> [Activity]: Examine the data below and state how many lines contain "DrumVoice", offering no other words.

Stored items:
○ ○ ○

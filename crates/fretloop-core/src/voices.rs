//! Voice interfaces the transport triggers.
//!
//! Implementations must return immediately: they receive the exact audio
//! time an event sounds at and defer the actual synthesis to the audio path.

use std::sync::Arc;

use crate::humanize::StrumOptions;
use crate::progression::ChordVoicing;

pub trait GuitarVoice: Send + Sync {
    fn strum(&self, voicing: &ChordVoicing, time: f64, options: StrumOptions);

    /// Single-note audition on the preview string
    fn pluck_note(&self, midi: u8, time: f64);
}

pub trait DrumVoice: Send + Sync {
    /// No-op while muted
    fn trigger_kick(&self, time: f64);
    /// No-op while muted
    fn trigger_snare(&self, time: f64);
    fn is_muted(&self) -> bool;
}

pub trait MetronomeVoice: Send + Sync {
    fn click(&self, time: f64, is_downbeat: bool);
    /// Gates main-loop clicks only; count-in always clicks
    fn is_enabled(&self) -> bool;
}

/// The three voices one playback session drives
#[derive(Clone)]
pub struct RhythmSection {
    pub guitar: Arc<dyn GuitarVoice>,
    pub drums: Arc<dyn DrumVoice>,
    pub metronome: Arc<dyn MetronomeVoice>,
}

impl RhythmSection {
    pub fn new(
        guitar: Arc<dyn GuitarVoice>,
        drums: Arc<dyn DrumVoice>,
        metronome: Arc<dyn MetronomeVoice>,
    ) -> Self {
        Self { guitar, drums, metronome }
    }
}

○ ○ ○

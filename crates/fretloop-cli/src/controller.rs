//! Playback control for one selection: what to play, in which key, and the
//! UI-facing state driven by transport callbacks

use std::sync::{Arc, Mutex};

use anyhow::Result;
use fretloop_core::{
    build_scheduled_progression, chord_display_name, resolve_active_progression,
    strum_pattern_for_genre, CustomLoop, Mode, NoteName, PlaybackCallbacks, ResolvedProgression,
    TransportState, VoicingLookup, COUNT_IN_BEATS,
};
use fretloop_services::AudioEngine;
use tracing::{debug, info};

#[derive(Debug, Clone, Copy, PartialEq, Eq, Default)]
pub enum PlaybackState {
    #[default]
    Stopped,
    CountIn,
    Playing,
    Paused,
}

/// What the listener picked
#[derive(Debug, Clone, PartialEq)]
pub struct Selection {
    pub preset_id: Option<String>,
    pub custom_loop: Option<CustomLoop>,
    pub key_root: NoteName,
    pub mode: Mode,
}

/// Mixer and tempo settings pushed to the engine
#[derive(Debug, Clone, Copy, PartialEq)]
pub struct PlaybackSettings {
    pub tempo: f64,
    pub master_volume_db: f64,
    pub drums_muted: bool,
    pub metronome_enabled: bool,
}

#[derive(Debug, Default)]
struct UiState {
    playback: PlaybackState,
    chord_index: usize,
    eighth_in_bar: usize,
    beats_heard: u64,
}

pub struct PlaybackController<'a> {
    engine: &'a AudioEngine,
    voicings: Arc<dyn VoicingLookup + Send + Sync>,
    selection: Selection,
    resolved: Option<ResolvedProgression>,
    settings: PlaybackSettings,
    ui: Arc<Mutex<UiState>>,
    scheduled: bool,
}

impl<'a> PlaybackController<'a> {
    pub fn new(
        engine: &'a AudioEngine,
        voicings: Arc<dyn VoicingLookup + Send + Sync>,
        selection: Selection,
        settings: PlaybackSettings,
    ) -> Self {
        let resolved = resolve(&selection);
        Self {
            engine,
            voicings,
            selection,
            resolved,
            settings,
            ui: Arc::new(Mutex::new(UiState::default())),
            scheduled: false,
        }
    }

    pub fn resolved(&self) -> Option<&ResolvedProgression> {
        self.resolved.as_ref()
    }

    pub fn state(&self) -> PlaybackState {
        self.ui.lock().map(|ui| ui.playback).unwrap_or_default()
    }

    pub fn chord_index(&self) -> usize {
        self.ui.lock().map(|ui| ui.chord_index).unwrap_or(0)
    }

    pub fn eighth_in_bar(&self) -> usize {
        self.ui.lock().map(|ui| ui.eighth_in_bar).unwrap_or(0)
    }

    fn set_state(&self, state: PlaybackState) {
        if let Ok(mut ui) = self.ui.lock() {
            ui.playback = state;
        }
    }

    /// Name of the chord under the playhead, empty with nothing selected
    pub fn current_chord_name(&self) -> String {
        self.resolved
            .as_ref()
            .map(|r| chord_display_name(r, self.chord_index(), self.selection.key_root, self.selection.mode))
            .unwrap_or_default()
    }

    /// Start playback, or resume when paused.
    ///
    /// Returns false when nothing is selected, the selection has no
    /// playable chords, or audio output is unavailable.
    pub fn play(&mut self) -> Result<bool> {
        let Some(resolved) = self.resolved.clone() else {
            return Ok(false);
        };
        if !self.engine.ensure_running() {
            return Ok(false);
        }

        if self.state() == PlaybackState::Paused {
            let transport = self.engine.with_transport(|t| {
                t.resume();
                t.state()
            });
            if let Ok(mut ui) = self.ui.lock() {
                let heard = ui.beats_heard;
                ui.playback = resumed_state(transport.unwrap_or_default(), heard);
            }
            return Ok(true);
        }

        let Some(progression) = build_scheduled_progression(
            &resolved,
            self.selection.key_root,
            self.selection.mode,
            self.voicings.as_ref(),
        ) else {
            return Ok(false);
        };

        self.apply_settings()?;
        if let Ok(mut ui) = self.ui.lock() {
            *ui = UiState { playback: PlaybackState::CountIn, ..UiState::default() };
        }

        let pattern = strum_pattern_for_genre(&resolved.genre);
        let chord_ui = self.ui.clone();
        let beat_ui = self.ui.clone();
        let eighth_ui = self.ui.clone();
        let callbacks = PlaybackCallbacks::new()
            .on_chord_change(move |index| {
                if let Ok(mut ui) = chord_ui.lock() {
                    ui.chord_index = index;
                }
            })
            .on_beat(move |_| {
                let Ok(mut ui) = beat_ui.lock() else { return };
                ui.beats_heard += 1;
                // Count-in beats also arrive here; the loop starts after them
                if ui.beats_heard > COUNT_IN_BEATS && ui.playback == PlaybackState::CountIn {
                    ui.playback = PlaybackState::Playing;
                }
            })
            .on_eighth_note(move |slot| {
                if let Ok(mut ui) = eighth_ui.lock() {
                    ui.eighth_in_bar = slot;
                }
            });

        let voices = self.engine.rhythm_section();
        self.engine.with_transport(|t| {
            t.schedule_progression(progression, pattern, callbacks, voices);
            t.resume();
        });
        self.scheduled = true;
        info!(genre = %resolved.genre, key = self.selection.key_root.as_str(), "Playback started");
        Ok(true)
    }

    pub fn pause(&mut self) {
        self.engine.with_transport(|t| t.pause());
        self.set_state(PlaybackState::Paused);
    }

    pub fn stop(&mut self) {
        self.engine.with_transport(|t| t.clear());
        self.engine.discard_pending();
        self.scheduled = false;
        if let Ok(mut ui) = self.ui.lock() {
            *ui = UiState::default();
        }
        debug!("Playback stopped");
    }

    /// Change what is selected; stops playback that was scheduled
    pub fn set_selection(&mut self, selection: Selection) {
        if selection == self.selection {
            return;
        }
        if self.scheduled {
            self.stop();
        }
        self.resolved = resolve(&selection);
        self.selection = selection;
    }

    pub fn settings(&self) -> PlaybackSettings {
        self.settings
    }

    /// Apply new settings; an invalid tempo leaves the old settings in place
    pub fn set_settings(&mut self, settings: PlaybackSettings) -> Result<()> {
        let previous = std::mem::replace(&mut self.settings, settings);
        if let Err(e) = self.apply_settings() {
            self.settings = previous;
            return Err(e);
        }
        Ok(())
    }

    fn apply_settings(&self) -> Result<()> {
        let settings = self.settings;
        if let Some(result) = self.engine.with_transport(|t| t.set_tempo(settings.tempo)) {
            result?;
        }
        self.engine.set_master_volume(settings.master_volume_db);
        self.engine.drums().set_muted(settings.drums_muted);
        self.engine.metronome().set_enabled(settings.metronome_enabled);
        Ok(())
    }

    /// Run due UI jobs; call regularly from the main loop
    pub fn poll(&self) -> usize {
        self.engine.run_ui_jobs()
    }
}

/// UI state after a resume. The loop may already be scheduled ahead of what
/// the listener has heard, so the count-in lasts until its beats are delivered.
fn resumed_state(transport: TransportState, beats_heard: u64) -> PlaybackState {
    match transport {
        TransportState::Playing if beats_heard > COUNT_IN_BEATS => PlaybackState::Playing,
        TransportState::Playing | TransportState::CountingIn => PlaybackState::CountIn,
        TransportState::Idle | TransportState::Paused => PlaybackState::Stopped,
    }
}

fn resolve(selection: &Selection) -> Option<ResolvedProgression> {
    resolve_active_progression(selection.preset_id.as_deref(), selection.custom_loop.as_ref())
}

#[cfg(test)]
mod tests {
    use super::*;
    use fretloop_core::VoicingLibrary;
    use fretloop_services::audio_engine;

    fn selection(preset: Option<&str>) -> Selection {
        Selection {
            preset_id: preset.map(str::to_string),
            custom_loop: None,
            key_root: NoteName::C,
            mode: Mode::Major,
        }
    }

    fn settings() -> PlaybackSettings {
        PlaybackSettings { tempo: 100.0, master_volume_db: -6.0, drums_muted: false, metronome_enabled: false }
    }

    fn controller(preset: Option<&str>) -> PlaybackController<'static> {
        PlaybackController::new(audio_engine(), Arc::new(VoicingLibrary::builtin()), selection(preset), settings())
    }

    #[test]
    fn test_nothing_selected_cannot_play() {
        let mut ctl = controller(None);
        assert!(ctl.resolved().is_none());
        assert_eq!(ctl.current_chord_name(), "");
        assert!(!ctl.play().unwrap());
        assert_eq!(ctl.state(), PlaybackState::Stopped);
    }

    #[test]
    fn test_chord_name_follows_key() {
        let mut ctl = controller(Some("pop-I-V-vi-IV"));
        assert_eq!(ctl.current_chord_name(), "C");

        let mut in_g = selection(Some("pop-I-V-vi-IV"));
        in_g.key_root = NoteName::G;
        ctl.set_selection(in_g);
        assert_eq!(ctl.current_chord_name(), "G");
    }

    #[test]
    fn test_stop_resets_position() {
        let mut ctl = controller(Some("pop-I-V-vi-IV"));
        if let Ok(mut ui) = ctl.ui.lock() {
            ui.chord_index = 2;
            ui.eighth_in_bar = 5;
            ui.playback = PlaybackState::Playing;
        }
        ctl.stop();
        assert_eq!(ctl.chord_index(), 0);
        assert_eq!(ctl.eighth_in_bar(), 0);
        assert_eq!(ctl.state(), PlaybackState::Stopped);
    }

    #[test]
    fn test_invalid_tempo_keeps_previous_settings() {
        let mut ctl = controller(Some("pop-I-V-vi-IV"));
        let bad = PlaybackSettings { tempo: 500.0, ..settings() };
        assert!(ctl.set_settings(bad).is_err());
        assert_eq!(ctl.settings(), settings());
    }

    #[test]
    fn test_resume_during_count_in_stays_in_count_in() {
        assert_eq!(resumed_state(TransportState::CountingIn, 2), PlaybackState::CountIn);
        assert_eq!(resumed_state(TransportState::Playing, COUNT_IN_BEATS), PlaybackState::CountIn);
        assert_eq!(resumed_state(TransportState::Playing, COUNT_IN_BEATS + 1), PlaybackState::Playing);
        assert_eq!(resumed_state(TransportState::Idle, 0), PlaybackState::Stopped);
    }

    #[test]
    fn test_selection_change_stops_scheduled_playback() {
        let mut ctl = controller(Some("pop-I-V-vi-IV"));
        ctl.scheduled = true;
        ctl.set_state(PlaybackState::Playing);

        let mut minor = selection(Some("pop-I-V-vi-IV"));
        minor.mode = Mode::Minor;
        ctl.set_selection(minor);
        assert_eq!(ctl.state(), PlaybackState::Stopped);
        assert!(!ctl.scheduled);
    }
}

○ ○ ○

> [Output below]: 3